ThreadWhat it doesWhen it runs
Download threadDownloads the latest expert group from the validator's HTTP endpointPhase 1 (Distribute)
Commit threadComputes a hash of the current best checkpoint and posts it to the blockchainPhase 3 (Commit)
Submit threadUploads the committed checkpoint to the validator serverPhase 4 (Submit)

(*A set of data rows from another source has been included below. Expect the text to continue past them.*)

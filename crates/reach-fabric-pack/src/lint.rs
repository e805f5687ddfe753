//! Static checks over a pack manifest.
//!
//! Lint always runs to completion and reports every finding. Errors make the
//! manifest invalid; warnings are advisory and never change `valid`.

use std::collections::{HashMap, HashSet};

use serde::{Deserialize, Serialize};

use reach_fabric_core::Sha256Hash;
use reach_fabric_merkle::{verify, MerkleProof};

use crate::integrity::{compute_pack_integrity, PackIntegrity, INTEGRITY_LEAF_COUNT};
use crate::manifest::{ExecutionGraph, Metadata, PackManifest};

/// Message reported for a cyclic execution graph.
pub const CYCLE_ERROR: &str = "execution graph contains cycles; must be a DAG";

/// Lint thresholds.
#[derive(Debug, Clone, PartialEq, Eq, Serialize, Deserialize)]
#[serde(default)]
pub struct LintConfig {
    /// Spec versions must start with this prefix, otherwise a warning is raised.
    pub accepted_spec_major: String,
    /// Longest allowed tool name, in characters.
    pub max_tool_name_len: usize,
    /// Graphs larger than this draw a warning.
    pub max_graph_nodes: usize,
    /// DFS depth beyond which a graph is treated as cyclic.
    pub max_traversal_depth: usize,
    /// Permissions with this prefix draw a warning.
    pub system_permission_prefix: String,
    /// Leaf whose proof is attached to the result.
    pub proof_leaf_index: usize,
}

impl Default for LintConfig {
    fn default() -> Self {
        Self {
            accepted_spec_major: "1.".to_string(),
            max_tool_name_len: 128,
            max_graph_nodes: 500,
            max_traversal_depth: 1000,
            system_permission_prefix: "sys:".to_string(),
            proof_leaf_index: crate::integrity::GRAPH_LEAF_INDEX,
        }
    }
}

/// Outcome of linting one manifest.
#[derive(Debug, Clone, PartialEq, Eq, Serialize)]
#[serde(rename_all = "camelCase")]
pub struct LintResult {
    pub valid: bool,
    pub errors: Vec<String>,
    pub warnings: Vec<String>,
    pub metadata: Metadata,
    /// `sha256(canonical graph bytes)`.
    #[serde(skip_serializing_if = "Option::is_none")]
    pub hash: Option<Sha256Hash>,
    #[serde(skip_serializing_if = "Option::is_none")]
    pub merkle_root: Option<Sha256Hash>,
    #[serde(skip_serializing_if = "Option::is_none")]
    pub integrity: Option<PackIntegrity>,
    #[serde(skip_serializing_if = "Option::is_none")]
    pub proof: Option<MerkleProof>,
}

impl LintResult {
    fn parse_failure(message: String) -> Self {
        Self {
            valid: false,
            errors: vec![message],
            warnings: Vec::new(),
            metadata: Metadata::default(),
            hash: None,
            merkle_root: None,
            integrity: None,
            proof: None,
        }
    }
}

/// Lint raw manifest bytes.
///
/// Malformed JSON is reported as a failed result, never as an `Err`.
pub fn lint(bytes: &[u8], config: &LintConfig) -> LintResult {
    match PackManifest::from_json_bytes(bytes) {
        Ok(manifest) => lint_manifest(&manifest, config),
        Err(e) => {
            tracing::debug!(error = %e, "manifest failed to parse");
            LintResult::parse_failure(e.to_string())
        }
    }
}

/// Lint an already-parsed manifest.
pub fn lint_manifest(manifest: &PackManifest, config: &LintConfig) -> LintResult {
    let mut errors = Vec::new();
    let mut warnings = Vec::new();

    match manifest.spec_version.as_deref() {
        None | Some("") => errors.push("missing 'specVersion' field".to_string()),
        Some(v) if !v.starts_with(&config.accepted_spec_major) => warnings.push(format!(
            "unsupported specVersion: {v}, expected {}x",
            config.accepted_spec_major
        )),
        Some(_) => {}
    }

    for perm in &manifest.declared_permissions {
        if perm.starts_with(&config.system_permission_prefix) {
            warnings.push(format!("pack requests system permission: {perm}"));
        }
    }

    for tool in &manifest.declared_tools {
        if tool.chars().count() > config.max_tool_name_len {
            errors.push(format!("tool name too long: {tool}"));
        }
    }

    let graph = &manifest.execution_graph;
    if graph.nodes.len() > config.max_graph_nodes {
        warnings.push(format!(
            "large execution graph (>{} nodes); may impact performance",
            config.max_graph_nodes
        ));
    }

    errors.extend(check_graph_references(graph));
    if has_cycle(graph, config.max_traversal_depth) {
        errors.push(CYCLE_ERROR.to_string());
    }

    let mut hash = None;
    let mut merkle_root = None;
    let mut integrity = None;
    let mut proof = None;
    match graph.canonical_bytes() {
        Ok(graph_bytes) => {
            hash = Some(Sha256Hash::hash(&graph_bytes));
            match compute_pack_integrity(manifest, &graph_bytes) {
                Ok(pi) => {
                    proof = pi.proof(config.proof_leaf_index).ok();
                    merkle_root = Some(pi.merkle_root);
                    integrity = Some(pi);
                }
                Err(e) => warnings.push(format!("merkle tree computation failed: {e}")),
            }
        }
        Err(e) => warnings.push(format!("execution graph could not be canonicalized: {e}")),
    }

    let valid = errors.is_empty();
    if valid {
        tracing::debug!(
            pack = %manifest.metadata.id,
            warnings = warnings.len(),
            "manifest passed lint"
        );
    } else {
        tracing::warn!(
            pack = %manifest.metadata.id,
            errors = ?errors,
            "manifest failed lint"
        );
    }

    LintResult {
        valid,
        errors,
        warnings,
        metadata: manifest.metadata.clone(),
        hash,
        merkle_root,
        integrity,
        proof,
    }
}

/// Lint, then regenerate and verify a proof for every integrity leaf.
pub fn lint_with_merkle(bytes: &[u8], config: &LintConfig) -> LintResult {
    let mut result = lint(bytes, config);
    let Some(integrity) = result.integrity.clone() else {
        return result;
    };

    for i in 0..INTEGRITY_LEAF_COUNT {
        match integrity.proof(i) {
            Ok(proof) => {
                if !verify(&proof, &integrity.merkle_root) {
                    result
                        .errors
                        .push(format!("merkle proof verification failed for leaf {i}"));
                    result.valid = false;
                }
            }
            Err(e) => result
                .warnings
                .push(format!("failed to generate proof for leaf {i}: {e}")),
        }
    }
    result
}

/// Duplicate node ids and edges whose endpoints do not exist.
fn check_graph_references(graph: &ExecutionGraph) -> Vec<String> {
    let mut errors = Vec::new();
    let mut ids = HashSet::with_capacity(graph.nodes.len());
    for node in &graph.nodes {
        if !ids.insert(node.id.as_str()) {
            errors.push(format!("duplicate node id: {}", node.id));
        }
    }
    for edge in &graph.edges {
        for endpoint in [&edge.from, &edge.to] {
            if !ids.contains(endpoint.as_str()) {
                errors.push(format!(
                    "edge {} -> {} references unknown node: {endpoint}",
                    edge.from, edge.to
                ));
            }
        }
    }
    errors
}

/// Iterative DFS with an on-stack set.
///
/// A back edge to a node still on the stack is a cycle. Exceeding
/// `max_depth` is also reported as a cycle.
fn has_cycle(graph: &ExecutionGraph, max_depth: usize) -> bool {
    let mut adjacency: HashMap<&str, Vec<&str>> = HashMap::new();
    for edge in &graph.edges {
        adjacency
            .entry(edge.from.as_str())
            .or_default()
            .push(edge.to.as_str());
    }

    let mut visited: HashSet<&str> = HashSet::new();
    let mut on_stack: HashSet<&str> = HashSet::new();

    for root in graph.nodes.iter().map(|n| n.id.as_str()) {
        if visited.contains(root) {
            continue;
        }
        // (node, index of next child to explore)
        let mut stack: Vec<(&str, usize)> = vec![(root, 0)];
        visited.insert(root);
        on_stack.insert(root);

        while let Some(frame) = stack.last_mut() {
            let (node, next) = *frame;
            let children = adjacency.get(node).map(Vec::as_slice).unwrap_or(&[]);
            match children.get(next) {
                Some(&child) => {
                    frame.1 += 1;
                    if on_stack.contains(child) {
                        return true;
                    }
                    if visited.insert(child) {
                        if stack.len() > max_depth {
                            return true;
                        }
                        on_stack.insert(child);
                        stack.push((child, 0));
                    }
                }
                None => {
                    on_stack.remove(node);
                    stack.pop();
                }
            }
        }
    }
    false
}
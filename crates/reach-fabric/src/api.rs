//! Library surface consumed by the CLI and runner layers.
//!
//! Thin free functions over the component crates, using default policy.
//! Use [`crate::Fabric`] when thresholds or replay policy need to differ.

use serde_json::Value;

use reach_fabric_core::{CanonicalValue, Rng, Sha256Hash};
use reach_fabric_merkle::{MerkleProof, MerkleTree};
use reach_fabric_pack::{LintConfig, LintResult, PackIntegrity, PackManifest};
use reach_fabric_replay::{Event, ReplayConfig, ReplayVerdict};

use crate::error::Result;

/// Lint manifest bytes with default thresholds.
pub fn lint(manifest: &[u8]) -> LintResult {
    reach_fabric_pack::lint(manifest, &LintConfig::default())
}

/// Bind a manifest and its canonical graph bytes into an integrity tree.
pub fn compute_pack_integrity(manifest: &PackManifest, graph_bytes: &[u8]) -> Result<PackIntegrity> {
    Ok(reach_fabric_pack::compute_pack_integrity(manifest, graph_bytes)?)
}

pub fn build_merkle_tree<L: AsRef<[u8]>>(leaves: &[L]) -> Result<MerkleTree> {
    Ok(MerkleTree::build(leaves)?)
}

pub fn get_proof(tree: &MerkleTree, index: usize) -> Result<MerkleProof> {
    Ok(tree.proof(index)?)
}

pub fn verify_proof(proof: &MerkleProof, root: &Sha256Hash) -> bool {
    reach_fabric_merkle::verify(proof, root)
}

/// Fingerprint a run under the default replay policy.
pub fn compute_run_fingerprint(run_id: &str, log: &[Event]) -> Result<Sha256Hash> {
    Ok(reach_fabric_replay::compute_run_fingerprint(
        run_id,
        log,
        &ReplayConfig::default(),
    )?)
}

pub fn verify_replay(stored: &Sha256Hash, recomputed: &Sha256Hash) -> ReplayVerdict {
    reach_fabric_replay::verify_replay(stored, recomputed)
}

pub fn seed(seed: &str) -> Rng {
    Rng::seed(seed)
}

pub fn canonicalize(value: &Value) -> CanonicalValue {
    reach_fabric_core::canonicalize(value)
}

pub fn serialize(value: &CanonicalValue) -> String {
    reach_fabric_core::serialize(value)
}

pub fn equal(a: &Value, b: &Value) -> bool {
    reach_fabric_core::equal(a, b)
}
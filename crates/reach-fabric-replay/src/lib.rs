//! # Reach Fabric Replay
//!
//! Binds a run id and its ordered event log into one canonical fingerprint.
//!
//! ## Overview
//!
//! - Events default to schema version `1.0.0`; unsupported versions are rejected
//! - Typed events must carry their required payload fields
//! - The fingerprint is `sha256` over the canonical `[run_id, ...events]` array
//! - On mismatch, the first divergent event and its field diff are reported
//!
//! This crate performs no I/O. Event logs arrive as bytes or parsed values.

pub mod determinism;
pub mod error;
pub mod event;
pub mod fingerprint;

pub use determinism::verify_determinism;
pub use error::{ReplayError, Result};
pub use event::{
    normalize_event, normalize_log, parse_ndjson_log, Event, ReplayConfig,
    DEFAULT_SCHEMA_VERSION, RAW_PAYLOAD_EVENT_TYPE,
};
pub use fingerprint::{
    canonical_run, compute_run_fingerprint, verify_replay, verify_replay_logs, ReplayReport,
    ReplayVerdict,
};
//! The Fabric: configured entry point for the CLI and runner layers.
//!
//! A `Fabric` owns its configuration and its content-addressed store. There
//! is no global instance; callers construct one and pass it where needed.

use std::sync::Arc;

use bytes::Bytes;
use serde::{Deserialize, Serialize};
use tokio::io::AsyncRead;

use reach_fabric_core::{hash_stream, Sha256Hash, StreamConfig};
use reach_fabric_merkle::ContentAddressedStore;
use reach_fabric_pack::{LintConfig, LintResult, PackIntegrity, PackManifest};
use reach_fabric_replay::{Event, ReplayConfig, ReplayReport, ReplayVerdict};

use crate::error::{FabricError, Result};

/// Configuration for the Fabric.
#[derive(Debug, Clone, Default, PartialEq, Eq, Serialize, Deserialize)]
#[serde(default)]
pub struct FabricConfig {
    /// Manifest lint thresholds.
    pub lint: LintConfig,
    /// Replay compatibility policy.
    pub replay: ReplayConfig,
    /// Stream hashing parameters.
    pub stream: StreamConfig,
}

/// Configured access to linting, integrity, storage, and replay.
pub struct Fabric {
    config: FabricConfig,
    store: Arc<ContentAddressedStore>,
}

impl Fabric {
    /// Create a fabric with a fresh, empty store.
    pub fn new(config: FabricConfig) -> Self {
        Self::with_store(config, Arc::new(ContentAddressedStore::new()))
    }

    /// Create a fabric over a caller-supplied store.
    pub fn with_store(config: FabricConfig, store: Arc<ContentAddressedStore>) -> Self {
        Self { config, store }
    }

    pub fn config(&self) -> &FabricConfig {
        &self.config
    }

    pub fn store(&self) -> &ContentAddressedStore {
        &self.store
    }

    // ─────────────────────────────────────────────────────────────────────────
    // Packs
    // ─────────────────────────────────────────────────────────────────────────

    /// Lint manifest bytes with the configured thresholds.
    pub fn lint(&self, manifest: &[u8]) -> LintResult {
        reach_fabric_pack::lint(manifest, &self.config.lint)
    }

    /// Lint and verify every integrity leaf.
    pub fn lint_with_merkle(&self, manifest: &[u8]) -> LintResult {
        reach_fabric_pack::lint_with_merkle(manifest, &self.config.lint)
    }

    /// Build the integrity tree for a parsed manifest.
    pub fn pack_integrity(&self, manifest: &PackManifest) -> Result<PackIntegrity> {
        Ok(reach_fabric_pack::manifest_integrity(manifest)?)
    }

    /// Store the five integrity leaves of a manifest.
    ///
    /// Returns the batch root, which equals the manifest's integrity root.
    pub fn store_pack(&self, manifest: &PackManifest) -> Result<Sha256Hash> {
        let graph = manifest.execution_graph.canonical_bytes()?;
        let leaves = reach_fabric_pack::integrity_leaves(manifest, &graph)?;
        let root = self.store.store_batch(&leaves)?;
        tracing::debug!(pack = %manifest.metadata.id, root = %root, "stored pack leaves");
        Ok(Sha256Hash::from_hex(&root)?)
    }

    /// Seal manifest bytes, signing every field they contain.
    pub fn seal_pack(&self, manifest: &[u8]) -> Result<Vec<u8>> {
        Ok(reach_fabric_pack::seal_bytes(manifest)?)
    }

    /// Check the `signatureHash` of manifest bytes against their content.
    pub fn verify_pack_signature(&self, manifest: &[u8]) -> Result<()> {
        Ok(reach_fabric_pack::verify_signature_hash_bytes(manifest)?)
    }

    // ─────────────────────────────────────────────────────────────────────────
    // Content
    // ─────────────────────────────────────────────────────────────────────────

    /// Store bytes and return their address.
    pub fn put(&self, data: impl Into<Bytes>) -> String {
        self.store.store(data)
    }

    /// Fetch bytes by address.
    pub fn get(&self, address: &str) -> Result<Bytes> {
        self.store
            .retrieve(address)
            .ok_or_else(|| FabricError::NotFound(address.to_string()))
    }

    /// Hash a byte stream with the configured chunk size.
    pub async fn hash_stream<R>(&self, reader: R) -> Result<Sha256Hash>
    where
        R: AsyncRead + Unpin,
    {
        Ok(hash_stream(reader, &self.config.stream).await?)
    }

    // ─────────────────────────────────────────────────────────────────────────
    // Replay
    // ─────────────────────────────────────────────────────────────────────────

    /// Fingerprint a run under the configured replay policy.
    pub fn fingerprint(&self, run_id: &str, log: &[Event]) -> Result<Sha256Hash> {
        Ok(reach_fabric_replay::compute_run_fingerprint(
            run_id,
            log,
            &self.config.replay,
        )?)
    }

    /// Recompute a run's fingerprint and compare it with a stored claim.
    pub fn verify_run(&self, run_id: &str, log: &[Event], stored: &Sha256Hash) -> Result<ReplayVerdict> {
        let recomputed = self.fingerprint(run_id, log)?;
        Ok(reach_fabric_replay::verify_replay(stored, &recomputed))
    }

    /// Compare a stored log with a replayed one and locate any divergence.
    pub fn compare_runs(&self, run_id: &str, stored: &[Event], replayed: &[Event]) -> Result<ReplayReport> {
        Ok(reach_fabric_replay::verify_replay_logs(
            run_id,
            stored,
            replayed,
            &self.config.replay,
        )?)
    }

    /// Parse an NDJSON log and fingerprint it.
    pub fn fingerprint_ndjson(&self, run_id: &str, ndjson: &[u8]) -> Result<Sha256Hash> {
        let log = reach_fabric_replay::parse_ndjson_log(ndjson)?;
        self.fingerprint(run_id, &log)
    }
}

impl Default for Fabric {
    fn default() -> Self {
        Self::new(FabricConfig::default())
    }
}

#[cfg(test)]
mod tests {
    use super::*;
    use serde_json::json;

    const MANIFEST: &[u8] = br#"{"metadata":{"id":"p","version":"1.0.0","name":"P"},"specVersion":"1.0",
        "declaredTools":["t"],"executionGraph":{"nodes":[{"id":"a","type":"Action"}],"edges":[]},
        "deterministic":true}"#;

    #[test]
    fn test_store_pack_matches_lint_root() {
        let fabric = Fabric::default();
        let result = fabric.lint(MANIFEST);
        let manifest = PackManifest::from_json_bytes(MANIFEST).unwrap();
        let root = fabric.store_pack(&manifest).unwrap();
        assert_eq!(Some(root), result.merkle_root);
        assert_eq!(fabric.store().len(), 5);
        assert!(!fabric.get(&fabric.store().addresses()[0]).unwrap().is_empty());
    }

    #[test]
    fn test_seal_and_verify_pack() {
        let fabric = Fabric::default();
        let sealed = fabric.seal_pack(MANIFEST).unwrap();
        fabric.verify_pack_signature(&sealed).unwrap();
        assert!(fabric.lint(&sealed).valid);

        let mut doc: serde_json::Value = serde_json::from_slice(&sealed).unwrap();
        doc["metadata"]["owner"] = json!("someone-else");
        let tampered = serde_json::to_vec(&doc).unwrap();
        assert!(matches!(
            fabric.verify_pack_signature(&tampered),
            Err(FabricError::Pack(reach_fabric_pack::PackError::SignatureMismatch { .. }))
        ));
    }

    #[test]
    fn test_configured_thresholds_apply() {
        let mut config = FabricConfig::default();
        config.lint.max_tool_name_len = 0;
        let fabric = Fabric::new(config);
        assert!(!fabric.lint(MANIFEST).valid);
    }

    #[test]
    fn test_shared_store() {
        let store = Arc::new(ContentAddressedStore::new());
        let a = Fabric::with_store(FabricConfig::default(), Arc::clone(&store));
        let b = Fabric::with_store(FabricConfig::default(), Arc::clone(&store));
        let addr = a.put(&b"shared"[..]);
        assert_eq!(b.get(&addr).unwrap(), Bytes::from_static(b"shared"));
        assert!(matches!(b.get("nope"), Err(FabricError::NotFound(_))));
    }

    #[test]
    fn test_verify_run() {
        let fabric = Fabric::default();
        let log = vec![Event::new("tool.result", json!({"ok": true}))];
        let stored = fabric.fingerprint("run", &log).unwrap();
        assert!(fabric.verify_run("run", &log, &stored).unwrap().is_verified());

        let tampered = vec![Event::new("tool.result", json!({"ok": false}))];
        assert!(!fabric.verify_run("run", &tampered, &stored).unwrap().is_verified());
        let report = fabric.compare_runs("run", &log, &tampered).unwrap();
        assert_eq!(report.first_divergent_index, Some(0));
    }

    #[test]
    fn test_fingerprint_ndjson() {
        let fabric = Fabric::default();
        let ndjson = b"{\"type\":\"tool.result\",\"payload\":{\"ok\":true}}\n";
        let log = vec![Event::new("tool.result", json!({"ok": true}))];
        assert_eq!(
            fabric.fingerprint_ndjson("run", ndjson).unwrap(),
            fabric.fingerprint("run", &log).unwrap()
        );
    }

    #[tokio::test]
    async fn test_hash_stream_uses_config() {
        let mut config = FabricConfig::default();
        config.stream.chunk_size = 3;
        let fabric = Fabric::new(config);
        let hash = fabric.hash_stream(&b"chunked input"[..]).await.unwrap();
        assert_eq!(hash, Sha256Hash::hash(b"chunked input"));
    }

    #[test]
    fn test_config_from_json() {
        let config: FabricConfig =
            serde_json::from_str(r#"{"lint":{"max_graph_nodes":3},"stream":{"chunk_size":1024}}"#).unwrap();
        assert_eq!(config.lint.max_graph_nodes, 3);
        assert_eq!(config.stream.chunk_size, 1024);
        assert_eq!(config.replay, ReplayConfig::default());
    }
}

The daemon is phase-aware — it watches the chain block number and activates each thread only during the correct window in the 45-block cycle.

What to Watch in Logs

model_io.py logs

[INFO] Chain sync ready, current block: 12340
[INFO] Entering DISTRIBUTE phase at block 12340
[INFO] Downloading expert group 0 from validator...
[INFO] Download complete: expert_group_0_step_1000.pt (7.2GB)
[INFO] Entering TRAIN phase at block 12345
[INFO] Entering COMMIT phase at block 12374
[INFO] Hash committed: sha256:abcdef... at block 12376
[INFO] Entering SUBMIT phase at block 12379
[INFO] Weights submitted: checkpoint_500_12379_group0.pt
[INFO] Submission accepted, evaluation_eta_blocks: 5

train.py logs

[INFO] Loading expert group from checkpoint...
[INFO] Starting training: step 0/500
[INFO] step 100/500 | loss: 8.234 | lr: 2.1e-5 | throughput: 12.3 tok/s
[INFO] step 200/500 | loss: 6.891 | lr: 1.8e-5
[INFO] step 500/500 | loss: 3.512 | lr: 8.4e-6
[INFO] Training cycle complete. Checkpoint saved: checkpoint_500_12379_group0.pt

The Cycle from Your Perspective

Each 45-block (~9 minute) cycle proceeds as follows:

  1. Blocks 0–5 (Distribute): model_io.py downloads your expert group from the validator. train.py waits for the download to complete.

  2. Blocks 5–35 (Train): train.py runs max_steps of gradient descent on your local domain data. model_io.py monitors the checkpoint directory.

  3. Blocks 35–40 (Commit): model_io.py takes the best checkpoint from train.py, computes its hash, and posts the hash to the blockchain.

  4. Blocks 40–45 (Submit/Evaluate): model_io.py uploads the checkpoint to the validator. The validator scores your submission via Proof-of-Loss and updates weights.

Monitoring

Enable W&B logging for live training curves:

wandb: true
wandb_project: blockzero-miner

Key metrics to watch:

  • train/loss — should decrease each cycle as your expert improves
  • chain/w_i_score — your Proof-of-Loss score for the last cycle (higher = more reward)
  • chain/submission_statusaccepted, rejected, or missed

Stopping Gracefully

kill -SIGTERM <model_io_pid>  # allows clean chain state save
kill -SIGTERM <train_pid> # allows checkpoint write

Avoid kill -9 (SIGKILL) — it can leave a WebSocket lock held on the chain connection.